AnsweredAssumed Answered

Has anybody tried to work with Divolte-collector on MAPR

Question asked by anthony.kalinde on Mar 1, 2015
Latest reply on Jun 22, 2015 by anthony.kalinde
I am not sure if I can get help for this on here, but I thought it was worth a try.

I have 3 node cluster on AWS, I am running MAPR M3 , I installed Storm, Kafka and Divolte-collector and Cassandra. I would like try some of the clickstream examples and I am running into an issue with the tcp-consumer example. Also being quite new to java and distributed processing I have some clarification questions. Again I am not quite sure where to post this because I feel like this is divolte-collector specific and I also have some gaps in my understanding of the javadoc concept and the building and running of jar files; but I figured someone could point me to some resources or help with some clarifications. I can't get the json string to appear in the console running netcat socket listening for clicks:

Divolte tcp-kafka-consumer example

Everything seems fine until step 7 and my knowledge gap is with step 6.

    Step 1: install and configure Divolte Collector

Install works and hello world click collections is promising :-)

    Step 2: download, unpack and run Kafka
    # In one terminal session
    cd kafka_2.10-
    ./ ../config/

already have mapr zookeeper instance running could this be an issue?
    # Leave Zookeeper running and in another terminal session, do:
    cd kafka_2.10-
    ./ ../config/

No erros plus tested kafka examples so seems to working as well

    Step 3: start Divolte Collector
    Go into the bin directory of your installation and run:
        cd divolte-collector-0.2/bin

Step 3 no hitch, can test default divole-collector test page

    Step 4: host your Javadoc files
    Setup a HTTP server that serves the Javadoc files that you generated or downloaded for the examples.
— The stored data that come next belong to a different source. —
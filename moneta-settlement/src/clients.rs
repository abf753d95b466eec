use async_trait::async_trait;
use thiserror::Error;

use moneta_common::Amount;

#[derive(Debug, Clone, Error)]
pub enum ClientError {
    #[error("RPC error: {0}")]
    Rpc(String),

    #[error("Rejected: {0}")]
    Rejected(String),
}

/// One on-chain wallet per blockchain. Signing and broadcast live behind
/// this seam; the settlement engine only sees balances and tx hashes.
#[async_trait]
pub trait WalletClient: Send + Sync {
    async fn get_balance(&self, address: &str) -> std::result::Result<Amount, ClientError>;

    /// Moves `amount` from `from` to `to`, returning the transaction hash.
    async fn transfer(
        &self,
        from: &str,
        to: &str,
        amount: &Amount,
    ) -> std::result::Result<String, ClientError>;
}

/// The centralized exchange custody account.
#[async_trait]
pub trait ExchangeClient: Send + Sync {
    async fn get_deposit_address(
        &self,
        asset: &str,
        network: &str,
    ) -> std::result::Result<String, ClientError>;

    async fn withdraw(
        &self,
        asset: &str,
        network: &str,
        address: &str,
        amount: &Amount,
    ) -> std::result::Result<String, ClientError>;

    async fn get_balance(&self, asset: &str) -> std::result::Result<Amount, ClientError>;
}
If you have Python installed, you can use this:
        cd <your-javadoc-directory>
        python -m SimpleHTTPServer

Ok so I can reach the javadoc pages


      Step 5: listen on TCP port 1234
    nc -kl 1234
    Note: when using netcat (nc) as TCP server, make sure that you configure the Kafka consumer to use only 1 thread, because nc won't handle multiple incoming connections.

Tested netcat by opening port and sending messages so I figured I don't have any port issues on AWS.

    Step 6: run the example
        cd divolte-examples/tcp-kafka-consumer
        mvn clean package
        java -jar target/tcp-kafka-consumer-*-jar-with-dependencies.jar
    Note: for this to work, you need to have the avro-schema project installed into your local Maven repository.

I installed the avro-schema with mvn clean install in avro project that comes with the examples. as per instructions [here][1]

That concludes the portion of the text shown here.